> _Exercise description_: Please return every line from the entries that has the string "input" in it.

> _Supplied entries_:
- - -
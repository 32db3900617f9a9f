//! Identities of the built-in value kinds.
//!
//! `BuiltinType` names the closed set of kinds the evaluator dispatches on
//! by pattern matching. Each one is pre-registered in a context's type
//! registry under a fixed [`TypeId`]; host-registered kinds get ids from
//! [`TypeId::FIRST_EXTENSION`] upward.

use std::fmt;

/// Type registry index.
#[derive(Copy, Clone, Eq, PartialEq, Ord, PartialOrd, Hash)]
#[repr(transparent)]
pub struct TypeId(u32);

impl TypeId {
    pub const BOOL: TypeId = TypeId(0);
    pub const FUN: TypeId = TypeId(1);
    pub const INT: TypeId = TypeId(2);
    pub const META: TypeId = TypeId(3);
    pub const NIL: TypeId = TypeId(4);
    pub const PRIM: TypeId = TypeId(5);
    pub const SPLAT: TypeId = TypeId(6);
    pub const VEC: TypeId = TypeId(7);

    /// First id handed to a host-registered kind.
    pub const FIRST_EXTENSION: u32 = 8;

    #[inline]
    pub const fn new(raw: u32) -> Self {
        TypeId(raw)
    }

    #[inline]
    pub const fn raw(self) -> u32 {
        self.0
    }

    #[inline]
    pub const fn is_builtin(self) -> bool {
        self.0 < Self::FIRST_EXTENSION
    }
}

impl fmt::Debug for TypeId {
    fn fmt(&self, f: &mut fmt::Formatter<'_>) -> fmt::Result {
        match BuiltinType::from_type_id(*self) {
            Some(builtin) => write!(f, "TypeId({})", builtin.name()),
            None => write!(f, "TypeId({})", self.0),
        }
    }
}

/// The built-in value kinds.
#[derive(Copy, Clone, Eq, PartialEq, Hash, Debug)]
pub enum BuiltinType {
    /// `T` and `F`
    Bool,
    /// User functions created by `fun`
    Fun,
    /// 64-bit signed integers
    Int,
    /// Types as values
    Meta,
    /// `_`
    Nil,
    /// Host primitives
    Prim,
    /// `x..` markers awaiting expansion
    Splat,
    /// `[...]`
    Vec,
}

impl BuiltinType {
    /// All built-in kinds, in `TypeId` order.
    pub const ALL: [BuiltinType; 8] = [
        Self::Bool,
        Self::Fun,
        Self::Int,
        Self::Meta,
        Self::Nil,
        Self::Prim,
        Self::Splat,
        Self::Vec,
    ];

    #[must_use]
    pub const fn from_type_id(id: TypeId) -> Option<Self> {
        match id.raw() {
            0 => Some(Self::Bool),
            1 => Some(Self::Fun),
            2 => Some(Self::Int),
            3 => Some(Self::Meta),
            4 => Some(Self::Nil),
            5 => Some(Self::Prim),
            6 => Some(Self::Splat),
            7 => Some(Self::Vec),
            _ => None,
        }
    }

    #[must_use]
    pub const fn type_id(self) -> TypeId {
        match self {
            Self::Bool => TypeId::BOOL,
            Self::Fun => TypeId::FUN,
            Self::Int => TypeId::INT,
            Self::Meta => TypeId::META,
            Self::Nil => TypeId::NIL,
            Self::Prim => TypeId::PRIM,
            Self::Splat => TypeId::SPLAT,
            Self::Vec => TypeId::VEC,
        }
    }

    /// Name as rendered by `dump` of the kind's metadata value.
    #[must_use]
    pub const fn name(self) -> &'static str {
        match self {
            Self::Bool => "Bool",
            Self::Fun => "Fun",
            Self::Int => "Int",
            Self::Meta => "Meta",
            Self::Nil => "Nil",
            Self::Prim => "Prim",
            Self::Splat => "Splat",
            Self::Vec => "Vec",
        }
    }
}

impl fmt::Display for BuiltinType {
    fn fmt(&self, f: &mut fmt::Formatter<'_>) -> fmt::Result {
        f.write_str(self.name())
    }
}
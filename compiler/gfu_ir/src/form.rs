//! Parsed syntax nodes.

use std::{fmt, mem};

use gfu_stack::ensure_sufficient_stack;

use crate::{Pos, Sym};

/// One parsed node plus the position of its first character.
///
/// Nesting depth is bounded only by the source, so cloning, comparing,
/// formatting and dropping never recurse on the native stack unguarded.
pub struct Form {
    pub kind: FormKind,
    pub pos: Pos,
}

#[derive(Clone, Debug, PartialEq)]
pub enum FormKind {
    /// `_`
    Nil,
    /// `T` / `F`
    Bool(bool),
    /// Integer literal
    Int(i64),
    /// Identifier, resolved against the environment at evaluation time
    Id(Sym),
    /// `(head args...)`
    Expr(Vec<Form>),
    /// `[items...]`
    Vec(Vec<Form>),
    /// `form..`
    Splat(Box<Form>),
}

impl Form {
    #[inline]
    pub fn new(kind: FormKind, pos: Pos) -> Self {
        Form { kind, pos }
    }

    /// The identifier this form names, if it is one.
    pub fn as_id(&self) -> Option<&Sym> {
        match &self.kind {
            FormKind::Id(sym) => Some(sym),
            _ => None,
        }
    }

    /// The items of a `(...)` or `[...]` form.
    pub fn items(&self) -> Option<&[Form]> {
        match &self.kind {
            FormKind::Expr(items) | FormKind::Vec(items) => Some(items),
            _ => None,
        }
    }
}

impl Clone for Form {
    fn clone(&self) -> Self {
        ensure_sufficient_stack(|| Form {
            kind: self.kind.clone(),
            pos: self.pos.clone(),
        })
    }
}

impl PartialEq for Form {
    fn eq(&self, other: &Self) -> bool {
        ensure_sufficient_stack(|| self.kind == other.kind && self.pos == other.pos)
    }
}

impl fmt::Debug for Form {
    fn fmt(&self, f: &mut fmt::Formatter<'_>) -> fmt::Result {
        ensure_sufficient_stack(|| {
            f.debug_struct("Form")
                .field("kind", &self.kind)
                .field("pos", &self.pos)
                .finish()
        })
    }
}

/// Children are moved onto a heap work list and dropped one level at a time.
impl Drop for FormKind {
    fn drop(&mut self) {
        let mut pending = Vec::new();
        detach_children(self, &mut pending);
        while let Some(mut kind) = pending.pop() {
            detach_children(&mut kind, &mut pending);
        }
    }
}

fn detach_children(kind: &mut FormKind, pending: &mut Vec<FormKind>) {
    match kind {
        FormKind::Expr(items) | FormKind::Vec(items) => {
            let kinds = items
                .drain(..)
                .map(|mut item| mem::replace(&mut item.kind, FormKind::Nil));
            pending.extend(kinds);
        }
        FormKind::Splat(inner) => {
            pending.push(mem::replace(&mut inner.kind, FormKind::Nil));
        }
        FormKind::Nil | FormKind::Bool(_) | FormKind::Int(_) | FormKind::Id(_) => {}
    }
}

fn write_items(f: &mut fmt::Formatter<'_>, items: &[Form]) -> fmt::Result {
    for (i, item) in items.iter().enumerate() {
        if i > 0 {
            f.write_str(" ")?;
        }
        write!(f, "{item}")?;
    }
    Ok(())
}

/// Renders forms back to source syntax.
impl fmt::Display for Form {
    fn fmt(&self, f: &mut fmt::Formatter<'_>) -> fmt::Result {
        ensure_sufficient_stack(|| match &self.kind {
            FormKind::Nil => f.write_str("_"),
            FormKind::Bool(true) => f.write_str("T"),
            FormKind::Bool(false) => f.write_str("F"),
            FormKind::Int(n) => write!(f, "{n}"),
            FormKind::Id(sym) => write!(f, "{sym}"),
            FormKind::Expr(items) => {
                f.write_str("(")?;
                write_items(f, items)?;
                f.write_str(")")
            }
            FormKind::Vec(items) => {
                f.write_str("[")?;
                write_items(f, items)?;
                f.write_str("]")
            }
            FormKind::Splat(inner) => write!(f, "{inner}.."),
        })
    }
}
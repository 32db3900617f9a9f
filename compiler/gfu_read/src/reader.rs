//! The reader proper.

use gfu_diagnostic::{Diagnostics, E};
use gfu_ir::{Form, FormKind, Pos, SymbolTable};
use gfu_stack::ensure_sufficient_stack;

/// Suffix turning the preceding form into a splat.
const SPLAT: &str = "..";

/// Reads forms from one source unit.
///
/// Create a fresh reader per source; it keeps no state besides its offset
/// into `text`.
pub struct Reader<'a> {
    syms: &'a SymbolTable,
    diag: &'a Diagnostics,
    text: &'a str,
    offset: usize,
}

impl<'a> Reader<'a> {
    pub fn new(syms: &'a SymbolTable, diag: &'a Diagnostics, text: &'a str) -> Self {
        Reader {
            syms,
            diag,
            text,
            offset: 0,
        }
    }

    /// Read the next form starting at `pos`.
    ///
    /// Returns the form and the position right after it, or `None` once
    /// only whitespace and comments remain.
    pub fn read(&mut self, pos: Pos) -> Result<Option<(Form, Pos)>, E> {
        let mut pos = pos;
        let form = self.read_next(&mut pos)?;
        Ok(form.map(|form| (form, pos)))
    }

    /// Read every remaining form, threading the position between them.
    pub fn read_all(&mut self, pos: Pos) -> Result<Vec<Form>, E> {
        let mut forms = Vec::new();
        let mut pos = pos;
        while let Some((form, next)) = self.read(pos)? {
            forms.push(form);
            pos = next;
        }
        Ok(forms)
    }

    #[inline]
    fn rest(&self) -> &'a str {
        &self.text[self.offset..]
    }

    #[inline]
    fn peek(&self) -> Option<char> {
        self.rest().chars().next()
    }

    fn bump(&mut self, pos: &mut Pos) -> Option<char> {
        let c = self.peek()?;
        self.offset += c.len_utf8();
        pos.advance(c);
        Some(c)
    }

    fn skip_ws(&mut self, pos: &mut Pos) {
        while let Some(c) = self.peek() {
            if c == ';' {
                while let Some(c) = self.bump(pos) {
                    if c == '\n' {
                        break;
                    }
                }
            } else if c.is_whitespace() || c == ',' {
                self.bump(pos);
            } else {
                break;
            }
        }
    }

    fn read_next(&mut self, pos: &mut Pos) -> Result<Option<Form>, E> {
        self.skip_ws(pos);
        let Some(c) = self.peek() else {
            return Ok(None);
        };
        let start = pos.clone();

        let form = match c {
            '(' => {
                self.bump(pos);
                let items = self.read_items(pos, ')', "Open expression")?;
                Form::new(FormKind::Expr(items), start)
            }
            '[' => {
                self.bump(pos);
                let items = self.read_items(pos, ']', "Open vector")?;
                Form::new(FormKind::Vec(items), start)
            }
            ')' | ']' => {
                return Err(self
                    .diag
                    .read_error(start, format_args!("Unexpected char: {c}")));
            }
            _ => return self.read_atom(pos).map(Some),
        };

        let form = self.read_splat(form, pos);
        tracing::trace!(pos = ?form.pos, %form, "read form");
        Ok(Some(form))
    }

    fn read_items(&mut self, pos: &mut Pos, close: char, open_msg: &str) -> Result<Vec<Form>, E> {
        ensure_sufficient_stack(|| {
            let mut items = Vec::new();
            loop {
                self.skip_ws(pos);
                match self.peek() {
                    None => return Err(self.diag.read_error(pos.clone(), open_msg)),
                    Some(c) if c == close => {
                        self.bump(pos);
                        return Ok(items);
                    }
                    Some(_) => match self.read_next(pos)? {
                        Some(item) => items.push(item),
                        None => return Err(self.diag.read_error(pos.clone(), open_msg)),
                    },
                }
            }
        })
    }

    /// Wrap `form` in a splat if `..` follows it directly.
    fn read_splat(&mut self, form: Form, pos: &mut Pos) -> Form {
        if !self.rest().starts_with(SPLAT) {
            return form;
        }
        for _ in 0..SPLAT.len() {
            self.bump(pos);
        }
        let start = form.pos.clone();
        Form::new(FormKind::Splat(Box::new(form)), start)
    }

    fn read_atom(&mut self, pos: &mut Pos) -> Result<Form, E> {
        let start = pos.clone();
        let begin = self.offset;
        while let Some(c) = self.peek() {
            if is_delimiter(c) {
                break;
            }
            self.bump(pos);
        }
        let text = &self.text[begin..self.offset];

        let form = match text.strip_suffix(SPLAT) {
            Some("") => {
                return Err(self.diag.read_error(start, "Missing splat target"));
            }
            Some(inner) => {
                let inner = self.atom(inner, start.clone())?;
                Form::new(FormKind::Splat(Box::new(inner)), start)
            }
            None => self.atom(text, start)?,
        };
        tracing::trace!(pos = ?form.pos, %form, "read atom");
        Ok(form)
    }

    fn atom(&self, text: &str, start: Pos) -> Result<Form, E> {
        let kind = match text {
            "_" => FormKind::Nil,
            "T" => FormKind::Bool(true),
            "F" => FormKind::Bool(false),
            _ if is_int(text) => match text.parse::<i64>() {
                Ok(n) => FormKind::Int(n),
                Err(_) => {
                    return Err(self
                        .diag
                        .read_error(start, format_args!("Invalid integer: {text}")));
                }
            },
            _ => match self.syms.try_intern(text) {
                Ok(sym) => FormKind::Id(sym),
                Err(e) => return Err(self.diag.read_error(start, e)),
            },
        };
        Ok(Form::new(kind, start))
    }
}

fn is_delimiter(c: char) -> bool {
    c.is_whitespace() || matches!(c, '(' | ')' | '[' | ']' | ',' | ';')
}

/// `-?[0-9]+`
fn is_int(text: &str) -> bool {
    let digits = text.strip_prefix('-').unwrap_or(text);
    !digits.is_empty() && digits.bytes().all(|b| b.is_ascii_digit())
}
//! g-fu reader: source text to [`Form`]s.
//!
//! The reader owns the input buffer and its byte offset; the source
//! position is threaded through explicitly. [`Reader::read`] takes the
//! position the next form starts searching from and returns the parsed form
//! together with the position just past it, so a caller reading a whole
//! source unit passes each returned position into the next call:
//!
//! ```text
//! let mut reader = Reader::new(&syms, &diag, source);
//! let mut pos = Pos::new("main.gf");
//! while let Some((form, next)) = reader.read(pos)? {
//!     forms.push(form);
//!     pos = next;
//! }
//! ```
//!
//! End of input is `Ok(None)`, not an error. Malformed input is a read
//! error carrying the exact row and column where reading failed.
//!
//! [`Form`]: gfu_ir::Form

mod reader;

pub use reader::Reader;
- - -
> _Expected answer_:
//! The reader owns the input buffer and its byte offset; the source
//! End of input is `Ok(None)`, not an error. Malformed input is a read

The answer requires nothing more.